Example: An Embedded System Widget
In this example you can see that we have set up a small project containing different requirements that make up an embedded system widget. The project in this case is an Epic containing requirements to build a “Blinky LED” board.
Figure 2. An Epic containing the design requirements to build a “Fancy Blinky LED PCB”
In this project space we have mechanical, electrical, and software “components” in which each of those components are assigned to a component lead.
Figure 3. A view of all the components and component leads for the project
Figure 4. An example of a task containing multiple components
The electrical is using Altium and pushing his code to the Git server (Bitbucket in this case).
Figure 5. Git commits of the schematic design
The software and mechanical engineers do the same. In this particular project there are only three team members but it could contain countless team members, as long as there is a component lead (i.e. someone who is held accountable for that piece of the project).
This wiki space allows a conversation to occur between all the users who are participating in the product concept, implementation, or verification phases.
Figure 6. A wiki page containing information about the product (including tasks)
Whether it is a spreadsheet, tasklist, wiki page, or a stream of emails, it is important for the project facilitator and the rest of the team to have the ability to view everything that’s happening within the project.

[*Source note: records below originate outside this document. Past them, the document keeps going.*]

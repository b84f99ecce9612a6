//! Site and area persistence.

use super::{read_uuid, RepoError, RepoResult, SqliteStore};
use crate::model::site::{Area, Site};
use crate::model::{AreaId, SiteId};
use rusqlite::{params, Row};

const SITE_SELECT_SQL: &str = "SELECT id, nombre_sede, correo_contacto, direccion FROM sedes";
const AREA_SELECT_SQL: &str =
    "SELECT id, sede_id, nombre_area, responsable_area, correo_contacto FROM areas";

pub trait SiteRepository {
    fn create_site(&self, site: &Site) -> RepoResult<SiteId>;
    fn get_site(&self, id: SiteId) -> RepoResult<Option<Site>>;
    /// All sites sorted by name.
    fn list_sites(&self) -> RepoResult<Vec<Site>>;
    fn create_area(&self, area: &Area) -> RepoResult<()>;
    fn get_area(&self, id: AreaId) -> RepoResult<Option<Area>>;
    /// Areas of one site sorted by name.
    fn list_areas(&self, site_id: SiteId) -> RepoResult<Vec<Area>>;
}

impl SiteRepository for SqliteStore<'_> {
    fn create_site(&self, site: &Site) -> RepoResult<SiteId> {
        site.validate()?;
        self.conn.execute(
            "INSERT INTO sedes (id, nombre_sede, correo_contacto, direccion)
             VALUES (?1, ?2, ?3, ?4);",
            params![
                site.id.to_string(),
                site.name.as_str(),
                site.contact_email.as_str(),
                site.address.as_deref(),
            ],
        )?;
        Ok(site.id)
    }

    fn get_site(&self, id: SiteId) -> RepoResult<Option<Site>> {
        let mut stmt = self.conn.prepare(&format!("{SITE_SELECT_SQL} WHERE id = ?1;"))?;
        let mut rows = stmt.query([id.to_string()])?;
        if let Some(row) = rows.next()? {
            return Ok(Some(parse_site_row(row)?));
        }
        Ok(None)
    }

    fn list_sites(&self) -> RepoResult<Vec<Site>> {
        let mut stmt = self
            .conn
            .prepare(&format!("{SITE_SELECT_SQL} ORDER BY nombre_sede ASC, id ASC;"))?;
        let mut rows = stmt.query([])?;
        let mut sites = Vec::new();
        while let Some(row) = rows.next()? {
            sites.push(parse_site_row(row)?);
        }
        Ok(sites)
    }

    fn create_area(&self, area: &Area) -> RepoResult<()> {
        area.validate()?;
        if self.get_site(area.site_id)?.is_none() {
            return Err(RepoError::NotFound {
                entity: "site",
                id: area.site_id,
            });
        }
        self.conn.execute(
            "INSERT INTO areas (id, sede_id, nombre_area, responsable_area, correo_contacto)
             VALUES (?1, ?2, ?3, ?4, ?5);",
            params![
                area.id.to_string(),
                area.site_id.to_string(),
                area.name.as_str(),
                area.manager.as_deref(),
                area.contact_email.as_deref(),
            ],
        )?;
        Ok(())
    }

    fn list_areas(&self, site_id: SiteId) -> RepoResult<Vec<Area>> {
        let mut stmt = self.conn.prepare(&format!(
            "{AREA_SELECT_SQL} WHERE sede_id = ?1 ORDER BY nombre_area ASC, id ASC;"
        ))?;
        let mut rows = stmt.query([site_id.to_string()])?;
        let mut areas = Vec::new();
        while let Some(row) = rows.next()? {
            areas.push(parse_area_row(row)?);
        }
        Ok(areas)
    }

    fn get_area(&self, id: AreaId) -> RepoResult<Option<Area>> {
        let mut stmt = self.conn.prepare(&format!("{AREA_SELECT_SQL} WHERE id = ?1;"))?;
        let mut rows = stmt.query([id.to_string()])?;
        if let Some(row) = rows.next()? {
            return Ok(Some(parse_area_row(row)?));
        }
        Ok(None)
    }
}

fn parse_site_row(row: &Row<'_>) -> RepoResult<Site> {
    Ok(Site {
        id: read_uuid(row, "id", "sedes")?,
        name: row.get("nombre_sede")?,
        contact_email: row.get("correo_contacto")?,
        address: row.get("direccion")?,
    })
}

fn parse_area_row(row: &Row<'_>) -> RepoResult<Area> {
    Ok(Area {
        id: read_uuid(row, "id", "areas")?,
        site_id: read_uuid(row, "sede_id", "areas")?,
        name: row.get("nombre_area")?,
        manager: row.get("responsable_area")?,
        contact_email: row.get("correo_contacto")?,
    })
}
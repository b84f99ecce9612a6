//! User profiles, role grants and the role lookup functions.
//!
//! # Responsibility
//! - Persist `usuarios` rows and `user_roles` grants.
//! - Answer "what role does this user have" (`user_role`) and
//!   "does this user hold role X" (`has_role`).
//!
//! # Invariants
//! - When a user has rows in `user_roles`, those grants are authoritative:
//!   `user_role` returns the highest-precedence one and `has_role` checks
//!   membership. Without grants both fall back to the profile's `rol`.
//! - Granting an already-held role is a no-op.

use super::{
    opt_uuid_text, placeholders, read_enum, read_optional_uuid, read_uuid, RepoError, RepoResult,
    SqliteStore,
};
use crate::model::user::{AppRole, RoleGrant, User};
use crate::model::{SiteId, UserId};
use rusqlite::types::Value;
use rusqlite::{params, params_from_iter, Row};

const USER_SELECT_SQL: &str =
    "SELECT id, sede_id, nombre_usuario, correo_electronico, rol FROM usuarios";

pub trait UserRepository {
    fn create_user(&self, user: &User) -> RepoResult<UserId>;
    fn get_user(&self, id: UserId) -> RepoResult<Option<User>>;
    /// Users sorted by name, optionally restricted to one site.
    fn list_users(&self, site_id: Option<SiteId>) -> RepoResult<Vec<User>>;
    /// Users whose profile role (`usuarios.rol`) is one of `roles`, sorted by name.
    ///
    /// Grants in `user_roles` are not consulted, so a user promoted only
    /// through `grant_role` is not listed here.
    fn list_users_with_roles(&self, roles: &[AppRole]) -> RepoResult<Vec<User>>;
    fn count_users(&self) -> RepoResult<u64>;
    fn grant_role(&self, grant: &RoleGrant) -> RepoResult<()>;
    /// Effective role of a user, `None` for unknown users.
    fn user_role(&self, user_id: UserId) -> RepoResult<Option<AppRole>>;
    fn has_role(&self, user_id: UserId, role: AppRole) -> RepoResult<bool>;
}

impl UserRepository for SqliteStore<'_> {
    fn create_user(&self, user: &User) -> RepoResult<UserId> {
        user.validate()?;
        self.conn.execute(
            "INSERT INTO usuarios (id, sede_id, nombre_usuario, correo_electronico, rol)
             VALUES (?1, ?2, ?3, ?4, ?5);",
            params![
                user.id.to_string(),
                opt_uuid_text(user.site_id),
                user.name.as_str(),
                user.email.as_str(),
                user.role.as_str(),
            ],
        )?;
        Ok(user.id)
    }

    fn get_user(&self, id: UserId) -> RepoResult<Option<User>> {
        let mut stmt = self.conn.prepare(&format!("{USER_SELECT_SQL} WHERE id = ?1;"))?;
        let mut rows = stmt.query([id.to_string()])?;
        if let Some(row) = rows.next()? {
            return Ok(Some(parse_user_row(row)?));
        }
        Ok(None)
    }

    fn list_users(&self, site_id: Option<SiteId>) -> RepoResult<Vec<User>> {
        let mut stmt = self.conn.prepare(&format!(
            "{USER_SELECT_SQL}
             WHERE (?1 IS NULL OR sede_id = ?1)
             ORDER BY nombre_usuario ASC, id ASC;"
        ))?;
        let mut rows = stmt.query([opt_uuid_text(site_id)])?;
        let mut users = Vec::new();
        while let Some(row) = rows.next()? {
            users.push(parse_user_row(row)?);
        }
        Ok(users)
    }

    fn list_users_with_roles(&self, roles: &[AppRole]) -> RepoResult<Vec<User>> {
        if roles.is_empty() {
            return Ok(Vec::new());
        }
        let sql = format!(
            "{USER_SELECT_SQL}
             WHERE rol IN ({})
             ORDER BY nombre_usuario ASC, id ASC;",
            placeholders(roles.len())
        );
        let bind_values: Vec<Value> = roles
            .iter()
            .map(|role| Value::Text(role.as_str().to_string()))
            .collect();

        let mut stmt = self.conn.prepare(&sql)?;
        let mut rows = stmt.query(params_from_iter(bind_values))?;
        let mut users = Vec::new();
        while let Some(row) = rows.next()? {
            users.push(parse_user_row(row)?);
        }
        Ok(users)
    }

    fn count_users(&self) -> RepoResult<u64> {
        let count: i64 = self
            .conn
            .query_row("SELECT COUNT(*) FROM usuarios;", [], |row| row.get(0))?;
        u64::try_from(count)
            .map_err(|_| RepoError::InvalidData(format!("negative user count `{count}`")))
    }

    fn grant_role(&self, grant: &RoleGrant) -> RepoResult<()> {
        if self.get_user(grant.user_id)?.is_none() {
            return Err(RepoError::NotFound {
                entity: "user",
                id: grant.user_id,
            });
        }
        self.conn.execute(
            "INSERT OR IGNORE INTO user_roles (id, user_id, role) VALUES (?1, ?2, ?3);",
            params![
                grant.id.to_string(),
                grant.user_id.to_string(),
                grant.role.as_str(),
            ],
        )?;
        Ok(())
    }

    fn user_role(&self, user_id: UserId) -> RepoResult<Option<AppRole>> {
        let granted = granted_roles(self, user_id)?
            .into_iter()
            .min_by_key(|role| role.precedence());
        if granted.is_some() {
            return Ok(granted);
        }
        Ok(self.get_user(user_id)?.map(|user| user.role))
    }

    fn has_role(&self, user_id: UserId, role: AppRole) -> RepoResult<bool> {
        let granted = granted_roles(self, user_id)?;
        if !granted.is_empty() {
            return Ok(granted.contains(&role));
        }
        Ok(self
            .get_user(user_id)?
            .is_some_and(|user| user.role == role))
    }
}

fn granted_roles(store: &SqliteStore<'_>, user_id: UserId) -> RepoResult<Vec<AppRole>> {
    let mut stmt = store
        .conn
        .prepare("SELECT role FROM user_roles WHERE user_id = ?1;")?;
    let mut rows = stmt.query([user_id.to_string()])?;
    let mut roles = Vec::new();
    while let Some(row) = rows.next()? {
        roles.push(read_enum(row, "role", "user_roles", AppRole::parse)?);
    }
    Ok(roles)
}

fn parse_user_row(row: &Row<'_>) -> RepoResult<User> {
    let user = User {
        id: read_uuid(row, "id", "usuarios")?,
        site_id: read_optional_uuid(row, "sede_id", "usuarios")?,
        name: row.get("nombre_usuario")?,
        email: row.get("correo_electronico")?,
        role: read_enum(row, "rol", "usuarios", AppRole::parse)?,
    };
    user.validate()?;
    Ok(user)
}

This allows everyone to be held accountable by each other and not by a single manager. Within our company we found the Kanban board to be the best way to visualize all the project activity.
Figure 7. A Kanban board containing the tasks of the example project
Finally, if a team member finds a hole they should feel empowered to create tasks and assign it to other teammates without any hesitation. Perhaps they found a bug or they just needed an extra piece of hardware to support their software implementation - regardless, they need to feel comfortable taking charge and initiating that request laterally versus top down.

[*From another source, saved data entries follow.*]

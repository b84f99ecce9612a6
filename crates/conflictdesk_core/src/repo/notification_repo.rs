//! Notification persistence.
//!
//! # Invariants
//! - Batch inserts are all-or-nothing within the caller's transaction.
//! - Marking read is scoped to the recipient; other users' rows are invisible.

use super::{
    opt_uuid_text, read_enum, read_flag, read_optional_uuid, read_uuid, RepoError, RepoResult,
    SqliteStore,
};
use crate::model::notification::{Notification, NotificationKind};
use crate::model::{ConsultationId, NotificationId, UserId};
use rusqlite::{params, Row};

const NOTIFICATION_SELECT_SQL: &str = "SELECT
    id,
    usuario_destinatario,
    consulta_id,
    tipo_notificacion,
    notificacion_nombre,
    estado,
    leida,
    fecha_envio
FROM notificaciones";

pub trait NotificationRepository {
    /// Inserts every notification and returns how many rows were written.
    fn create_notifications(&self, notifications: &[Notification]) -> RepoResult<usize>;
    /// Notifications for one recipient, newest first.
    fn list_notifications(
        &self,
        recipient_id: UserId,
        unread_only: bool,
    ) -> RepoResult<Vec<Notification>>;
    /// Notifications attached to one consultation, oldest first.
    fn list_consultation_notifications(
        &self,
        consultation_id: ConsultationId,
    ) -> RepoResult<Vec<Notification>>;
    fn mark_notification_read(&self, id: NotificationId, recipient_id: UserId) -> RepoResult<()>;
}

impl NotificationRepository for SqliteStore<'_> {
    fn create_notifications(&self, notifications: &[Notification]) -> RepoResult<usize> {
        for notification in notifications {
            notification.validate()?;
        }

        let mut stmt = self.conn.prepare(
            "INSERT INTO notificaciones (
                id,
                usuario_destinatario,
                consulta_id,
                tipo_notificacion,
                notificacion_nombre,
                estado,
                leida,
                fecha_envio
            ) VALUES (?1, ?2, ?3, ?4, ?5, ?6, ?7, ?8);",
        )?;
        let mut written = 0;
        for notification in notifications {
            written += stmt.execute(params![
                notification.id.to_string(),
                notification.recipient_id.to_string(),
                opt_uuid_text(notification.consultation_id),
                notification.kind.as_str(),
                notification.title.as_str(),
                notification.status.as_deref(),
                notification.read,
                notification.sent_at,
            ])?;
        }
        Ok(written)
    }

    fn list_notifications(
        &self,
        recipient_id: UserId,
        unread_only: bool,
    ) -> RepoResult<Vec<Notification>> {
        let mut stmt = self.conn.prepare(&format!(
            "{NOTIFICATION_SELECT_SQL}
             WHERE usuario_destinatario = ?1
               AND (?2 = 0 OR leida = 0)
             ORDER BY fecha_envio DESC, id ASC;"
        ))?;
        let mut rows = stmt.query(params![recipient_id.to_string(), unread_only])?;
        let mut notifications = Vec::new();
        while let Some(row) = rows.next()? {
            notifications.push(parse_notification_row(row)?);
        }
        Ok(notifications)
    }

    fn list_consultation_notifications(
        &self,
        consultation_id: ConsultationId,
    ) -> RepoResult<Vec<Notification>> {
        let mut stmt = self.conn.prepare(&format!(
            "{NOTIFICATION_SELECT_SQL}
             WHERE consulta_id = ?1
             ORDER BY fecha_envio ASC, id ASC;"
        ))?;
        let mut rows = stmt.query([consultation_id.to_string()])?;
        let mut notifications = Vec::new();
        while let Some(row) = rows.next()? {
            notifications.push(parse_notification_row(row)?);
        }
        Ok(notifications)
    }

    fn mark_notification_read(&self, id: NotificationId, recipient_id: UserId) -> RepoResult<()> {
        let changed = self.conn.execute(
            "UPDATE notificaciones
             SET
                leida = 1,
                updated_at = (strftime('%s', 'now') * 1000)
             WHERE id = ?1
               AND usuario_destinatario = ?2;",
            params![id.to_string(), recipient_id.to_string()],
        )?;
        if changed == 0 {
            return Err(RepoError::NotFound {
                entity: "notification",
                id,
            });
        }
        Ok(())
    }
}

fn parse_notification_row(row: &Row<'_>) -> RepoResult<Notification> {
    Ok(Notification {
        id: read_uuid(row, "id", "notificaciones")?,
        recipient_id: read_uuid(row, "usuario_destinatario", "notificaciones")?,
        consultation_id: read_optional_uuid(row, "consulta_id", "notificaciones")?,
        kind: read_enum(
            row,
            "tipo_notificacion",
            "notificaciones",
            NotificationKind::parse,
        )?,
        title: row.get("notificacion_nombre")?,
        status: row.get("estado")?,
        read: read_flag(row, "leida", "notificaciones")?.unwrap_or(false),
        sent_at: row.get("fecha_envio")?,
    })
}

Micromanagement has become so passé. Managing a project in a flat fashion versus top down has not only become hip but it also alleviates the pressure on everyone. The project manager focuses less on chasing status and the designers spend less time generating those status reports. This article laid out the principles behind a flat style approach to project management and what that implementation looks like. One need not flatten their whole corporate structure to adopt a flat style approach to project management - they only need to adopt the above mentioned principles and dive right in.